What you need to do:
Write the data out again in full, with no departure from the original.

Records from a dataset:

──────────

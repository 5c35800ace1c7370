use anyhow::Context;
use clap::Parser;
use std::path::PathBuf;
use workflow::config::WorkflowConfig;
use workflow::runner::Runner;

mod generator;
mod report;
mod workflow;

#[derive(Parser)]
#[command(author, version, about = "Runs the FFT band-pass pipeline and prints a summary")]
struct Args {
    /// Load a workflow config from YAML; any flag given below overrides its value
    #[arg(long)]
    workflow: Option<PathBuf>,
    /// Signal length for the generated test signal [default: 128]
    #[arg(long)]
    length: Option<usize>,
    /// Lowest folded frequency bin kept by the filter [default: 1]
    #[arg(long)]
    low: Option<usize>,
    /// Highest folded frequency bin kept by the filter [default: 4]
    #[arg(long)]
    high: Option<usize>,
    /// Number of leading coefficients printed for each spectrum [default: 4]
    #[arg(long)]
    preview: Option<usize>,
    /// Skip the O(N²) DFT cross-check
    #[arg(long, default_value_t = false)]
    no_cross_check: bool,
    /// Uniform noise amplitude added to the generated signal
    #[arg(long)]
    noise: Option<f64>,
    #[arg(long)]
    seed: Option<u64>,
    /// Read samples from a YAML/JSON file instead of generating them
    #[arg(long)]
    input: Option<PathBuf>,
    /// Zero-pad the input to the next power of two
    #[arg(long, default_value_t = false)]
    pad: bool,
    /// Write the full report as JSON
    #[arg(long)]
    report: Option<PathBuf>,
}

impl Args {
    /// Workflow file (or defaults) with every explicitly passed flag applied on top.
    fn workflow_config(&self) -> anyhow::Result<WorkflowConfig> {
        let mut config = match self.workflow.as_ref() {
            Some(path) => WorkflowConfig::load(path)?,
            None => WorkflowConfig::default(),
        };

        if let Some(length) = self.length {
            config.length = length;
        }
        if let Some(low) = self.low {
            config.low = low;
        }
        if let Some(high) = self.high {
            config.high = high;
        }
        if let Some(preview) = self.preview {
            config.preview = preview;
        }
        if self.no_cross_check {
            config.cross_check = false;
        }
        if let Some(noise) = self.noise {
            config.noise = noise;
        }
        if let Some(seed) = self.seed {
            config.seed = seed;
        }
        if self.input.is_some() {
            config.input = self.input.clone();
        }
        if self.pad {
            config.pad = true;
        }
        Ok(config)
    }
}

fn main() -> anyhow::Result<()> {
    env_logger::init();
    let args = Args::parse();

    let workflow_config = args.workflow_config()?;
    log::debug!("workflow config: {:?}", workflow_config);

    let runner = Runner::new(workflow_config);
    let result = runner.execute()?;

    println!("{}", report::summary::render(&result.label, &result.report));

    if let Some(path) = args.report.as_ref() {
        report::summary::write_json(path, &result.report)
            .with_context(|| format!("saving report for {}", result.label))?;
        log::info!("report written to {}", path.display());
    }

    let (processed, rejected) = result.metrics;
    log::info!("pipeline runs: {} processed, {} rejected", processed, rejected);

    Ok(())
}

──────────

Written response:
repository 5c35800ace1c7370
use anyhow::Context;
use clap::Parser;
use std::path::PathBuf;
use workflow::config::WorkflowConfig;
use workflow::runner::Runner;

mod generator;
mod report;
mod workflow;

#[derive(Parser)]
#[command(author, version, about = "Runs the FFT band-pass pipeline and prints a summary")]
struct Args {
    /// Load a workflow config from YAML; any flag given below overrides its value
    #[arg(long)]
    workflow: Option<PathBuf>,
    /// Signal length for the generated test signal [default: 128]
    #[arg(long)]
    length: Option<usize>,
    /// Lowest folded frequency bin kept by the filter [default: 1]
    #[arg(long)]
    low: Option<usize>,
    /// Highest folded frequency bin kept by the filter [default: 4]
    #[arg(long)]
    high: Option<usize>,
    /// Number of leading coefficients printed for each spectrum [default: 4]
    #[arg(long)]
    preview: Option<usize>,
    /// Skip the O(N²) DFT cross-check
    #[arg(long, default_value_t = false)]
    no_cross_check: bool,
    /// Uniform noise amplitude added to the generated signal
    #[arg(long)]
    noise: Option<f64>,
    #[arg(long)]
    seed: Option<u64>,
    /// Read samples from a YAML/JSON file instead of generating them
    #[arg(long)]
    input: Option<PathBuf>,
    /// Zero-pad the input to the next power of two
    #[arg(long, default_value_t = false)]
    pad: bool,
    /// Write the full report as JSON
    #[arg(long)]
    report: Option<PathBuf>,
}

impl Args {
    /// Workflow file (or defaults) with every explicitly passed flag applied on top.
    fn workflow_config(&self) -> anyhow::Result<WorkflowConfig> {
        let mut config = match self.workflow.as_ref() {
            Some(path) => WorkflowConfig::load(path)?,
            None => WorkflowConfig::default(),
        };

        if let Some(length) = self.length {
            config.length = length;
        }
        if let Some(low) = self.low {
            config.low = low;
        }
        if let Some(high) = self.high {
            config.high = high;
        }
        if let Some(preview) = self.preview {
            config.preview = preview;
        }
        if self.no_cross_check {
            config.cross_check = false;
        }
        if let Some(noise) = self.noise {
            config.noise = noise;
        }
        if let Some(seed) = self.seed {
            config.seed = seed;
        }
        if self.input.is_some() {
            config.input = self.input.clone();
        }
        if self.pad {
            config.pad = true;
        }
        Ok(config)
    }
}

fn main() -> anyhow::Result<()> {
    env_logger::init();
    let args = Args::parse();

    let workflow_config = args.workflow_config()?;
    log::debug!("workflow config: {:?}", workflow_config);

    let runner = Runner::new(workflow_config);
    let result = runner.execute()?;

    println!("{}", report::summary::render(&result.label, &result.report));

    if let Some(path) = args.report.as_ref() {
        report::summary::write_json(path, &result.report)
            .with_context(|| format!("saving report for {}", result.label))?;
        log::info!("report written to {}", path.display());
    }

    let (processed, rejected) = result.metrics;
    log::info!("pipeline runs: {} processed, {} rejected", processed, rejected);

    Ok(())
}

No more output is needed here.